* **Exercise objective**: Write out each line below exactly as it appears.

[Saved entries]
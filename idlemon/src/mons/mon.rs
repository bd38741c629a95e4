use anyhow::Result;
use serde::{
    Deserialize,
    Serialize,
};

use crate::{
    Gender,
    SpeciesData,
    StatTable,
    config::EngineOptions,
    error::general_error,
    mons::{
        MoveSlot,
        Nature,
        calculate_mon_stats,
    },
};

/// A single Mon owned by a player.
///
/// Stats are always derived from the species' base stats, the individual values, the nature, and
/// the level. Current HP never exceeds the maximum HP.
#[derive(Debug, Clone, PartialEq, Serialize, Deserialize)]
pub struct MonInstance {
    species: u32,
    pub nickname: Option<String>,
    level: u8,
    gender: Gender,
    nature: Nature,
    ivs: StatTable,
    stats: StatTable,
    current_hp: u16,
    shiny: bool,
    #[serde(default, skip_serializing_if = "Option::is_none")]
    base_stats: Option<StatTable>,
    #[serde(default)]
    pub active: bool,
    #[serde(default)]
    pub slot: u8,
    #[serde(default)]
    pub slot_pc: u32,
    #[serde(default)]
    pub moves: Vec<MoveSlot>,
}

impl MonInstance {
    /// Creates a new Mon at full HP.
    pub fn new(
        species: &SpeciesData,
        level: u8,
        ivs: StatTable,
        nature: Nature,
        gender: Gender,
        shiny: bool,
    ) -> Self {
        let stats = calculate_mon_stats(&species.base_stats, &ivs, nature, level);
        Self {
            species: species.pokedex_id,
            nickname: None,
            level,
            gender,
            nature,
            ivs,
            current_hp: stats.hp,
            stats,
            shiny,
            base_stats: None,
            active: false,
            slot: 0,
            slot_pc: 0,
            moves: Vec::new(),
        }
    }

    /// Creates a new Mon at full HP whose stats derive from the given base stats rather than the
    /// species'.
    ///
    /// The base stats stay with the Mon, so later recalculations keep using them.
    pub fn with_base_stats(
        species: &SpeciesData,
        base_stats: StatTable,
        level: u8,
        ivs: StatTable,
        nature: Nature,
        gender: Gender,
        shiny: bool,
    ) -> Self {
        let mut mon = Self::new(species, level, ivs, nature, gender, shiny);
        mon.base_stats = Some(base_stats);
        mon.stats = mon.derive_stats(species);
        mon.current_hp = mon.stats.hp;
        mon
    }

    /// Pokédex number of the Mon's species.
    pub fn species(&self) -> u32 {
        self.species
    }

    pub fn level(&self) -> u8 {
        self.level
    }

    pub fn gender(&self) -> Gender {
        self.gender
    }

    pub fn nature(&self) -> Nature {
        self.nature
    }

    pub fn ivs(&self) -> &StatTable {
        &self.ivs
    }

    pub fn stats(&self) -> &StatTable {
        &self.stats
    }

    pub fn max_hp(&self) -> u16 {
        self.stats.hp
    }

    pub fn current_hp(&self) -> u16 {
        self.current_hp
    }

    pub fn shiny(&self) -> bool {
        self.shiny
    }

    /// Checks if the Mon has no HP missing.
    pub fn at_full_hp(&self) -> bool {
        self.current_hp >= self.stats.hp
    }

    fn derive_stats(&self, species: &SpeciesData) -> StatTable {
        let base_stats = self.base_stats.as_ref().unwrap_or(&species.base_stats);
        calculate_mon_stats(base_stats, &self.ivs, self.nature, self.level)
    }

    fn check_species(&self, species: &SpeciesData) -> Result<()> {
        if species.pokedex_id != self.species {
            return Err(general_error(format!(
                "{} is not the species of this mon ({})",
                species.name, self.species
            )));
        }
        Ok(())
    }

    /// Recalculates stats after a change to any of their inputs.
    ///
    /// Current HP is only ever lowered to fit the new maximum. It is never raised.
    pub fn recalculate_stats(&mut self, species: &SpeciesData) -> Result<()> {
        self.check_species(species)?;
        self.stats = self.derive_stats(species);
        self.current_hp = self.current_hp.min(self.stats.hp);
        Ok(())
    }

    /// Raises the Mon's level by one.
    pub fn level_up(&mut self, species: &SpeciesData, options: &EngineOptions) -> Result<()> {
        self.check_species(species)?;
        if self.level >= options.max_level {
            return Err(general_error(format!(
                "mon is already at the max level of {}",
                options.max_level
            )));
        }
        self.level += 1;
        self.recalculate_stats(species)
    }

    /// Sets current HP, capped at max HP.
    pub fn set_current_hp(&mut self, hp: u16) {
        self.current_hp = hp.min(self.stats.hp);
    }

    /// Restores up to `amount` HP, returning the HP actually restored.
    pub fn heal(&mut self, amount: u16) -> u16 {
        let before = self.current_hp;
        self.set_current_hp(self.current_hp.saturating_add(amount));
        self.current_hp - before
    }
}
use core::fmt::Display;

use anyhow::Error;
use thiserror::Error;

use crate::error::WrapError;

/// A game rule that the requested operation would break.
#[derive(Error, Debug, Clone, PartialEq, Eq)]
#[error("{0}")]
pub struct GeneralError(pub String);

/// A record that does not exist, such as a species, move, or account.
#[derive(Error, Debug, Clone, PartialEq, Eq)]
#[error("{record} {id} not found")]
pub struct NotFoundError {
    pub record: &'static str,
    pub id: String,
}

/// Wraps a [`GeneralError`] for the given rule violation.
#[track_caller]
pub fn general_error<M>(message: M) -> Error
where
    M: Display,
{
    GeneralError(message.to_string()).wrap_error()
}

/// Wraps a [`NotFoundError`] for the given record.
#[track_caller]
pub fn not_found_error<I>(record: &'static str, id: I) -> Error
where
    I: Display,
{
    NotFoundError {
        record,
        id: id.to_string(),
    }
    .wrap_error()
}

* **Output of the exercise**:
filename idlemon/src/mons/mon.rs
repository bd38741c629a95e4
use anyhow::Result;
use serde::{
    Deserialize,
    Serialize,
};

use crate::{
    Gender,
    SpeciesData,
    StatTable,
    config::EngineOptions,
    error::general_error,
    mons::{
        MoveSlot,
        Nature,
        calculate_mon_stats,
    },
};

/// A single Mon owned by a player.
///
/// Stats are always derived from the species' base stats, the individual values, the nature, and
/// the level. Current HP never exceeds the maximum HP.
#[derive(Debug, Clone, PartialEq, Serialize, Deserialize)]
pub struct MonInstance {
    species: u32,
    pub nickname: Option<String>,
    level: u8,
    gender: Gender,
    nature: Nature,
    ivs: StatTable,
    stats: StatTable,
    current_hp: u16,
    shiny: bool,
    #[serde(default, skip_serializing_if = "Option::is_none")]
    base_stats: Option<StatTable>,
    #[serde(default)]
    pub active: bool,
    #[serde(default)]
    pub slot: u8,
    #[serde(default)]
    pub slot_pc: u32,
    #[serde(default)]
    pub moves: Vec<MoveSlot>,
}

impl MonInstance {
    /// Creates a new Mon at full HP.
    pub fn new(
        species: &SpeciesData,
        level: u8,
        ivs: StatTable,
        nature: Nature,
        gender: Gender,
        shiny: bool,
    ) -> Self {
        let stats = calculate_mon_stats(&species.base_stats, &ivs, nature, level);
        Self {
            species: species.pokedex_id,
            nickname: None,
            level,
            gender,
            nature,
            ivs,
            current_hp: stats.hp,
            stats,
            shiny,
            base_stats: None,
            active: false,
            slot: 0,
            slot_pc: 0,
            moves: Vec::new(),
        }
    }

    /// Creates a new Mon at full HP whose stats derive from the given base stats rather than the
    /// species'.
    ///
    /// The base stats stay with the Mon, so later recalculations keep using them.
    pub fn with_base_stats(
        species: &SpeciesData,
        base_stats: StatTable,
        level: u8,
        ivs: StatTable,
        nature: Nature,
        gender: Gender,
        shiny: bool,
    ) -> Self {
        let mut mon = Self::new(species, level, ivs, nature, gender, shiny);
        mon.base_stats = Some(base_stats);
        mon.stats = mon.derive_stats(species);
        mon.current_hp = mon.stats.hp;
        mon
    }

    /// Pokédex number of the Mon's species.
    pub fn species(&self) -> u32 {
        self.species
    }

    pub fn level(&self) -> u8 {
        self.level
    }

    pub fn gender(&self) -> Gender {
        self.gender
    }

    pub fn nature(&self) -> Nature {
        self.nature
    }

    pub fn ivs(&self) -> &StatTable {
        &self.ivs
    }

    pub fn stats(&self) -> &StatTable {
        &self.stats
    }

    pub fn max_hp(&self) -> u16 {
        self.stats.hp
    }

    pub fn current_hp(&self) -> u16 {
        self.current_hp
    }

    pub fn shiny(&self) -> bool {
        self.shiny
    }

    /// Checks if the Mon has no HP missing.
    pub fn at_full_hp(&self) -> bool {
        self.current_hp >= self.stats.hp
    }

    fn derive_stats(&self, species: &SpeciesData) -> StatTable {
        let base_stats = self.base_stats.as_ref().unwrap_or(&species.base_stats);
        calculate_mon_stats(base_stats, &self.ivs, self.nature, self.level)
    }

    fn check_species(&self, species: &SpeciesData) -> Result<()> {
        if species.pokedex_id != self.species {
            return Err(general_error(format!(
                "{} is not the species of this mon ({})",
                species.name, self.species
            )));
        }
        Ok(())
    }

    /// Recalculates stats after a change to any of their inputs.
    ///
    /// Current HP is only ever lowered to fit the new maximum. It is never raised.
    pub fn recalculate_stats(&mut self, species: &SpeciesData) -> Result<()> {
        self.check_species(species)?;
        self.stats = self.derive_stats(species);
        self.current_hp = self.current_hp.min(self.stats.hp);
        Ok(())
    }

    /// Raises the Mon's level by one.
    pub fn level_up(&mut self, species: &SpeciesData, options: &EngineOptions) -> Result<()> {
        self.check_species(species)?;
        if self.level >= options.max_level {
            return Err(general_error(format!(
                "mon is already at the max level of {}",
                options.max_level
            )));
        }
        self.level += 1;
        self.recalculate_stats(species)
    }

    /// Sets current HP, capped at max HP.
    pub fn set_current_hp(&mut self, hp: u16) {
        self.current_hp = hp.min(self.stats.hp);
    }

    /// Restores up to `amount` HP, returning the HP actually restored.
    pub fn heal(&mut self, amount: u16) -> u16 {
        let before = self.current_hp;
        self.set_current_hp(self.current_hp.saturating_add(amount));
        self.current_hp - before
    }
}
use core::fmt::Display;

use anyhow::Error;
use thiserror::Error;

use crate::error::WrapError;

/// A game rule that the requested operation would break.
#[derive(Error, Debug, Clone, PartialEq, Eq)]
#[error("{0}")]
pub struct GeneralError(pub String);

/// A record that does not exist, such as a species, move, or account.
#[derive(Error, Debug, Clone, PartialEq, Eq)]
#[error("{record} {id} not found")]
pub struct NotFoundError {
    pub record: &'static str,
    pub id: String,
}

/// Wraps a [`GeneralError`] for the given rule violation.
#[track_caller]
pub fn general_error<M>(message: M) -> Error
where
    M: Display,
{
    GeneralError(message.to_string()).wrap_error()
}

/// Wraps a [`NotFoundError`] for the given record.
#[track_caller]
pub fn not_found_error<I>(record: &'static str, id: I) -> Error
where
    I: Display,
{
    NotFoundError {
        record,
        id: id.to_string(),
    }
    .wrap_error()
}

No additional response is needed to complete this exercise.